Espírito Santo: Pessoa e Obra na Criação


Chandler Tiago S. Sant’ Ana
Eric Fontes da Silva Nascimento

Mediante uma pesquisa detalhada na Bíblia Hebraica, este artigo tem como objetivo apresentar Ruah Elohim (Espírito de Deus) como uma pessoa, e não como “ventania”, “hálito de Deus”, “sopro”, “vento poderoso” e outros termos que não consideram o mesmo com personalidade e atividade singular na divindade. Todo o estudo apresentado neste artigo é fundamentado em Gênesis 1:2, apresentando sua função de extrema importância na criação e comparando traduções do Ruah Elohim. O conteúdo traz transparência por meio de uma tradução do original hebraico, fazendo uma análise gramatical e usando o método bíblico exegético para uma cognição mais acentuada sobre o Espírito de Deus.

1 INTRODUÇÃO

O presente artigo aborda um dos personagens centrais da fé cristã: O Espírito Santo, pretendendo demonstrar sua Divindade e obra na criação. O fato de o termo Ruah significar vento, folego entre outros, tem levado alguns tradutores e biblistas a traduzirem o “Ruah Elohim” de Gênesis (Gn) 1:2 como “Ventania de Deus”, “Hálito de Deus”, e “Poder de Deus”. Toda via parece que esta não é a tradução, pois desconfigura a pessoa e obra do Espírito Santo. François Turretini salienta que o Espírito de Deus teria participado ativamente na criação, se esta hipótese for aceita a crença Trinitária ganha força (2010, p.395). Para obter o resultado desejado, o presente estudo será efetuado com base na metodologia Bíblico Exegética.

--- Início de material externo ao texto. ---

//! Runtime kernel selection.
//!
//! Every supported (metric, dtype) pair gets exactly one kernel, chosen once
//! per process from the tiers that are both compiled in and supported by the
//! CPU. Selection walks [`Tier::LADDER`] and keeps the first match, so the
//! outcome is a pure function of the probed features and the build
//! configuration.
//!
//! Population happens on first use behind a [`DispatchCell`]. After that,
//! [`dispatch`] is a plain array read.
//!
//! ```
//! use simsimd::dispatch::{self, Dtype, Metric};
//!
//! dispatch::initialize().expect("the serial tier covers every pair");
//! let kernel = dispatch::dispatch(Metric::Dot, Dtype::F32).expect("registered pair");
//!
//! let a = [1.0f32, 2.0, 3.0];
//! let b = [4.0f32, 5.0, 6.0];
//! let dot = unsafe { kernel.call(a.as_ptr().cast(), b.as_ptr().cast(), a.len()) };
//! assert!((dot - 32.0).abs() < 1e-6);
//! ```

use core::any::Any;
use core::ffi::c_void;
use core::sync::atomic::{AtomicU8, Ordering};
use std::panic::{self, AssertUnwindSafe};
use std::sync::OnceLock;

use crate::capabilities::{self, FeatureSet, Tier};
use crate::config::ResolvedConfiguration;
use crate::error::DispatchError;
use crate::kernels;

/// Every kernel reports through a double, whatever the input dtype.
pub type Distance = f64;

/// The single punned signature shared by every kernel. Both pointers must
/// reference `n` elements of the kernel's dtype; for [`Dtype::B8`], `n` counts
/// bytes.
pub type KernelFn = unsafe fn(a: *const c_void, b: *const c_void, n: usize) -> Distance;

// region: Metric & Dtype

#[derive(Debug, Clone, Copy, PartialEq, Eq, Hash)]
pub enum Metric {
    Dot,
    /// Angular distance, `1 - cos(a, b)`.
    Cosine,
    SqEuclidean,
    Hamming,
    Jaccard,
    KullbackLeibler,
    JensenShannon,
}

impl Metric {
    pub const ALL: [Metric; 7] = [
        Metric::Dot,
        Metric::Cosine,
        Metric::SqEuclidean,
        Metric::Hamming,
        Metric::Jaccard,
        Metric::KullbackLeibler,
        Metric::JensenShannon,
    ];

    const fn index(self) -> usize {
        self as usize
    }
}

impl core::fmt::Display for Metric {
    fn fmt(&self, f: &mut core::fmt::Formatter<'_>) -> core::fmt::Result {
        let name = match self {
            Metric::Dot => "dot",
            Metric::Cosine => "cos",
            Metric::SqEuclidean => "sqeuclidean",
            Metric::Hamming => "hamming",
            Metric::Jaccard => "jaccard",
            Metric::KullbackLeibler => "kl",
            Metric::JensenShannon => "js",
        };
        f.write_str(name)
    }
}

#[derive(Debug, Clone, Copy, PartialEq, Eq, Hash)]
pub enum Dtype {
    F64,
    F32,
    F16,
    BF16,
    I8,
    /// Bits packed eight to a byte.
    B8,
}

impl Dtype {
    pub const ALL: [Dtype; 6] = [
        Dtype::F64,
        Dtype::F32,
        Dtype::F16,
        Dtype::BF16,
        Dtype::I8,
        Dtype::B8,
    ];

    const fn index(self) -> usize {
        self as usize
    }
}

impl core::fmt::Display for Dtype {
    fn fmt(&self, f: &mut core::fmt::Formatter<'_>) -> core::fmt::Result {
        let name = match self {
            Dtype::F64 => "f64",
            Dtype::F32 => "f32",
            Dtype::F16 => "f16",
            Dtype::BF16 => "bf16",
            Dtype::I8 => "i8",
            Dtype::B8 => "b8",
        };
        f.write_str(name)
    }
}

// endregion: Metric & Dtype

// region: Kernel

/// A selected kernel together with the tier it was written for.
#[derive(Clone, Copy)]
pub struct Kernel {
    func: KernelFn,
    tier: Tier,
}

impl Kernel {
    pub const fn new(func: KernelFn, tier: Tier) -> Self {
        Self { func, tier }
    }

    pub fn tier(&self) -> Tier {
        self.tier
    }

    pub fn func(&self) -> KernelFn {
        self.func
    }

    /// # Safety
    ///
    /// `a` and `b` must each be valid for `n` reads of the dtype this kernel
    /// was registered for.
    #[inline(always)]
    pub unsafe fn call(&self, a: *const c_void, b: *const c_void, n: usize) -> Distance {
        (self.func)(a, b, n)
    }
}

impl core::fmt::Debug for Kernel {
    fn fmt(&self, f: &mut core::fmt::Formatter<'_>) -> core::fmt::Result {
        f.debug_struct("Kernel")
            .field("tier", &self.tier)
            .field("func", &(self.func as *const ()))
            .finish()
    }
}

/// One implementation a tier offers for one pair.
#[derive(Clone, Copy)]
pub struct KernelVariant {
    pub metric: Metric,
    pub dtype: Dtype,
    pub tier: Tier,
    pub func: KernelFn,
}

impl KernelVariant {
    pub const fn new(metric: Metric, dtype: Dtype, tier: Tier, func: KernelFn) -> Self {
        Self {
            metric,
            dtype,
            tier,
            func,
        }
    }
}

// endregion: Kernel

// region: DispatchTable

const METRICS: usize = Metric::ALL.len();
const DTYPES: usize = Dtype::ALL.len();

/// Frozen `(metric, dtype) -> kernel` mapping.
#[derive(Debug, Clone)]
pub struct DispatchTable {
    entries: [[Option<Kernel>; DTYPES]; METRICS],
}

impl DispatchTable {
    /// Picks one kernel per pair from `registry`.
    ///
    /// Pairs with no registered variant at all are not part of the library and
    /// stay empty. A registered pair where no variant is both compiled in and
    /// supported by `features` fails the whole table.
    pub fn populate(
        features: FeatureSet,
        configuration: &ResolvedConfiguration,
        registry: &[&[KernelVariant]],
    ) -> Result<Self, DispatchError> {
        let mut entries = [[None; DTYPES]; METRICS];
        let mut selected = 0usize;

        for metric in Metric::ALL {
            for dtype in Dtype::ALL {
                let mut variants = registry
                    .iter()
                    .flat_map(|tier_variants| tier_variants.iter())
                    .filter(|variant| variant.metric == metric && variant.dtype == dtype);
                if variants.next().is_none() {
                    continue;
                }

                let chosen = Tier::LADDER
                    .into_iter()
                    .filter(|tier| {
                        tier.is_compiled_in(configuration) && tier.is_supported_by(features)
                    })
                    .find_map(|tier| {
                        registry
                            .iter()
                            .flat_map(|tier_variants| tier_variants.iter())
                            .find(|variant| {
                                variant.metric == metric
                                    && variant.dtype == dtype
                                    && variant.tier == tier
                            })
                    });

                match chosen {
                    Some(variant) => {
                        tracing::debug!(%metric, %dtype, tier = %variant.tier, "selected kernel");
                        entries[metric.index()][dtype.index()] =
                            Some(Kernel::new(variant.func, variant.tier));
                        selected += 1;
                    }
                    None => {
                        tracing::error!(%metric, %dtype, %features, "no usable kernel tier");
                        return Err(DispatchError::NoSatisfyingTier { metric, dtype });
                    }
                }
            }
        }

        tracing::info!(kernels = selected, %features, "dispatch table populated");
        Ok(Self { entries })
    }

    /// `None` for pairs the library does not implement.
    #[inline(always)]
    pub fn get(&self, metric: Metric, dtype: Dtype) -> Option<Kernel> {
        self.entries[metric.index()][dtype.index()]
    }

    /// Every populated entry in `(metric, dtype)` order.
    pub fn iter(&self) -> impl Iterator<Item = (Metric, Dtype, Kernel)> + '_ {
        Metric::ALL.into_iter().flat_map(move |metric| {
            Dtype::ALL
                .into_iter()
                .filter_map(move |dtype| self.get(metric, dtype).map(|kernel| (metric, dtype, kernel)))
        })
    }
}

// endregion: DispatchTable

// region: DispatchCell

/// Lifecycle of a [`DispatchCell`]. Only ever moves forward.
#[derive(Debug, Clone, Copy, PartialEq, Eq)]
pub enum DispatchState {
    Uninitialized,
    Probing,
    Populated,
    Failed,
}

const UNINITIALIZED: u8 = 0;
const PROBING: u8 = 1;
const POPULATED: u8 = 2;
const FAILED: u8 = 3;

/// Holds a [`DispatchTable`] that is populated at most once, however many
/// threads race to use it first.
pub struct DispatchCell {
    state: AtomicU8,
    outcome: OnceLock<Result<DispatchTable, DispatchError>>,
}

impl DispatchCell {
    pub const fn new() -> Self {
        Self {
            state: AtomicU8::new(UNINITIALIZED),
            outcome: OnceLock::new(),
        }
    }

    /// Runs `populate` if no thread has yet, otherwise waits for and returns the
    /// stored outcome. A failure is stored too and never retried, and so is a
    /// panic inside `populate`.
    pub fn initialize_with<F>(&self, populate: F) -> Result<&DispatchTable, DispatchError>
    where
        F: FnOnce() -> Result<DispatchTable, DispatchError>,
    {
        self.outcome
            .get_or_init(|| {
                self.state.store(PROBING, Ordering::Release);
                let outcome = panic::catch_unwind(AssertUnwindSafe(populate))
                    .unwrap_or_else(|payload| {
                        let message = panic_message(payload.as_ref());
                        tracing::error!(%message, "dispatch table population panicked");
                        Err(DispatchError::PopulationPanicked { message })
                    });
                let state = if outcome.is_ok() { POPULATED } else { FAILED };
                self.state.store(state, Ordering::Release);
                outcome
            })
            .as_ref()
            .map_err(Clone::clone)
    }

    pub fn state(&self) -> DispatchState {
        match self.state.load(Ordering::Acquire) {
            UNINITIALIZED => DispatchState::Uninitialized,
            PROBING => DispatchState::Probing,
            POPULATED => DispatchState::Populated,
            _ => DispatchState::Failed,
        }
    }

    /// # Panics
    ///
    /// If the table has not been populated, or population failed.
    pub fn table(&self) -> &DispatchTable {
        match self.outcome.get() {
            Some(Ok(table)) => table,
            Some(Err(error)) => panic!("dispatch table is unusable: {error}"),
            None => panic!("dispatch table queried before initialization"),
        }
    }
}

fn panic_message(payload: &(dyn Any + Send)) -> String {
    if let Some(message) = payload.downcast_ref::<&str>() {
        (*message).to_owned()
    } else if let Some(message) = payload.downcast_ref::<String>() {
        message.clone()
    } else {
        "non-string panic payload".to_owned()
    }
}

impl Default for DispatchCell {
    fn default() -> Self {
        Self::new()
    }
}

// endregion: DispatchCell

// region: Global table

static TABLE: DispatchCell = DispatchCell::new();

Desta forma se fará uma análise histórica, literária e linguística do texto (OSBORNE, 2009, p. 280).

  2 O AMBIENTE DA CRIAÇÃO

No livro do Gênesis de 1 a 11 encontramos o relato da história primeva. O texto de Gênesis de 1.1 – 2.3 registram a história da criação do universo. A Criação, ou cosmologia, que abre o Livro do Gênesis difere de todas as outras narrativas que existiam entre os povos do mundo antigo. Sua falta de interesse no reino do céu e sua economia de palavras em representar o caos primitivo são altamente incomuns neste gênero de literatura. Isto é de particular importância à luz do fato de que uma das características inerentes de todas as outras cosmologias do antigo Oriente Próximo é a contenda interna dos deuses. Os relatos politeístas da criação sempre começam com a predominância dos poderes divinizados da natureza e, em seguida, descrevem em detalhes uma luta titânica entre as forças opostas. Eles inevitavelmente consideram a conquista da ordem mundial como o resultado de uma esmagadora exibição de poder por parte de um deus que então consegue impor sua vontade a todos os outros deuses (TURNER, 2017, p.1; FOKKELMAN, 1997, p. 55; SARNA, 1989, p. 2). 
As semelhanças e as dessemelhanças com o antigo mito da criação pagã do deus do vento (Enlil, ou Marduk) derrotando a deusa das águas (Tiamat) são impressionantes. A diferença entre os dois também é impressionante: na Torá a água e todos os outros componentes do universo não são mais considerados como deuses. (FRIEDMAN, 2003, p. 230). Moisés recebeu uma elevada educação no Egito e provavelmente lá tomou conhecimento desses relatos da criação e ao escrever o livro de Gn ele teve a oportunidade de refuta-los contando o verdadeiro relato da criação (CASSUTO, 1998, p. 300; WALTKE, 2010, pp. 22 – 23). Dentro desse relato ele parece destacar o papel do Espírito de Deus. Moisés ao falar da criação cita o Ruah Elohim (Espírito de Deus) que aparentemente tem um papel singular na criação; se assim for, o texto fornece uma boa base para a crença cristã Trinitária onde o Espírito Santo é considerado uma pessoa, ou seja, tem personalidade, assim como o Pai e o Filho (WHIDDEN, 2003, p. 76 – 88).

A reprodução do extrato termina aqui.